In 1822, at the corner of what is now Cherry Avenue and Ninth Street SW, Scots-Irish builder James Dinsmore (who worked for Thomas Jefferson) built the Oak Lawn manor home for a local merchant. Smaller homes for those who worked at Oak Lawn soon popped up around it. In the 1880s, a nearby farm owned mostly by the Fife family was subdivided and sold to Black and white families, resulting in a mixed race neighborhood to the west and a working class, mostly-Black neighborhood to the east.
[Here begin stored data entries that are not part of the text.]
//! Named anatomical reference points used to make spoken guidance specific.

use crate::pose::{midpoint, KeypointKind::*, Skeleton};
use opencv::core::Point2f;
use std::{collections::BTreeMap, fmt};

#[derive(Debug, Copy, Clone, PartialEq, Eq, PartialOrd, Ord, Hash)]
pub(crate) enum Site {
    /// CPR compression point, between the shoulders.
    SternumCpr,
    /// Epinephrine auto-injector site, halfway down the left thigh.
    LeftOuterThighEpipen,
    RightOuterThighEpipen,
    /// Carotid pulse check, between ear and shoulder.
    LeftNeckPulse,
    RightNeckPulse,
    /// AED pad placement, halfway between sternum and hips.
    ChestCenterAed,
}

impl Site {
    pub(crate) fn name(self) -> &'static str {
        match self {
            Self::SternumCpr => "sternum_cpr",
            Self::LeftOuterThighEpipen => "left_outer_thigh_epipen",
            Self::RightOuterThighEpipen => "right_outer_thigh_epipen",
            Self::LeftNeckPulse => "left_neck_pulse",
            Self::RightNeckPulse => "right_neck_pulse",
            Self::ChestCenterAed => "chest_center_aed",
        }
    }

    /// The site kind without its side, used for labels and colors.
    pub(crate) fn kind(self) -> &'static str {
        match self {
            Self::SternumCpr => "sternum_cpr",
            Self::LeftOuterThighEpipen | Self::RightOuterThighEpipen => "outer_thigh_epipen",
            Self::LeftNeckPulse | Self::RightNeckPulse => "neck_pulse",
            Self::ChestCenterAed => "chest_center_aed",
        }
    }
}

impl fmt::Display for Site {
    fn fmt(&self, f: &mut fmt::Formatter<'_>) -> fmt::Result {
        f.write_str(self.name())
    }
}

pub(crate) type Sites = BTreeMap<Site, Point2f>;

/// A site located on a specific person in the frame.
#[derive(Debug, Copy, Clone, PartialEq)]
pub(crate) struct PersonSite {
    pub(crate) person: usize,
    pub(crate) site: Site,
    pub(crate) point: Point2f,
}

impl PersonSite {
    /// Frame-level key, e.g. `Person 1_sternum_cpr`.
    pub(crate) fn key(&self) -> String {
        format!("Person {}_{}", self.person, self.site)
    }
}

/// Frame-level site map, ordered by person then site.
#[derive(Debug, Clone, Default, PartialEq)]
pub(crate) struct SiteMap(Vec<PersonSite>);

impl SiteMap {
    pub(crate) fn extend_person(&mut self, person: usize, sites: Sites) {
        self.0.extend(
            sites
                .into_iter()
                .map(|(site, point)| PersonSite {
                    person,
                    site,
                    point,
                }),
        );
    }

    pub(crate) fn iter(&self) -> impl Iterator<Item = &PersonSite> {
        self.0.iter()
    }

    pub(crate) fn len(&self) -> usize {
        self.0.len()
    }

    pub(crate) fn is_empty(&self) -> bool {
        self.0.is_empty()
    }

    #[cfg(test)]
    pub(crate) fn get(&self, key: &str) -> Option<Point2f> {
        self.0
            .iter()
            .find(|site| site.key() == key)
            .map(|site| site.point)
    }
}

/// Derive every site whose source keypoints are all visible. Missing inputs omit the site.
pub(crate) fn map_sites(skeleton: &Skeleton) -> Sites {
    let mut sites = Sites::new();

    let sternum = skeleton.midpoint(LeftShoulder, RightShoulder);
    if let Some(sternum) = sternum {
        sites.insert(Site::SternumCpr, sternum);
    }

    let pairs = [
        (Site::LeftOuterThighEpipen, LeftHip, LeftKnee),
        (Site::RightOuterThighEpipen, RightHip, RightKnee),
        (Site::LeftNeckPulse, LeftEar, LeftShoulder),
        (Site::RightNeckPulse, RightEar, RightShoulder),
    ];
    for &(site, a, b) in &pairs {
        if let Some(point) = skeleton.midpoint(a, b) {
            sites.insert(site, point);
        }
    }

    if let (Some(sternum), Some(mid_hip)) = (sternum, skeleton.midpoint(LeftHip, RightHip)) {
        sites.insert(Site::ChestCenterAed, midpoint(sternum, mid_hip));
    }

    sites
}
The area was heavily developed until the 1920s and then saw very little construction until recently. The expansion of University of Virginia, particularly of the UVA Medical Center has brought more white and higher-earning families to Fifeville.

UVA continues to expand its footprint in the neighborhood, too. It owns about a dozen properties, mostly near the hospital, on Grove Street, Estes Street, and King Street. And, in October of this year, UVA purchased the 5-acre Oak Lawn property, near Buford Middle School, for $3.5 million.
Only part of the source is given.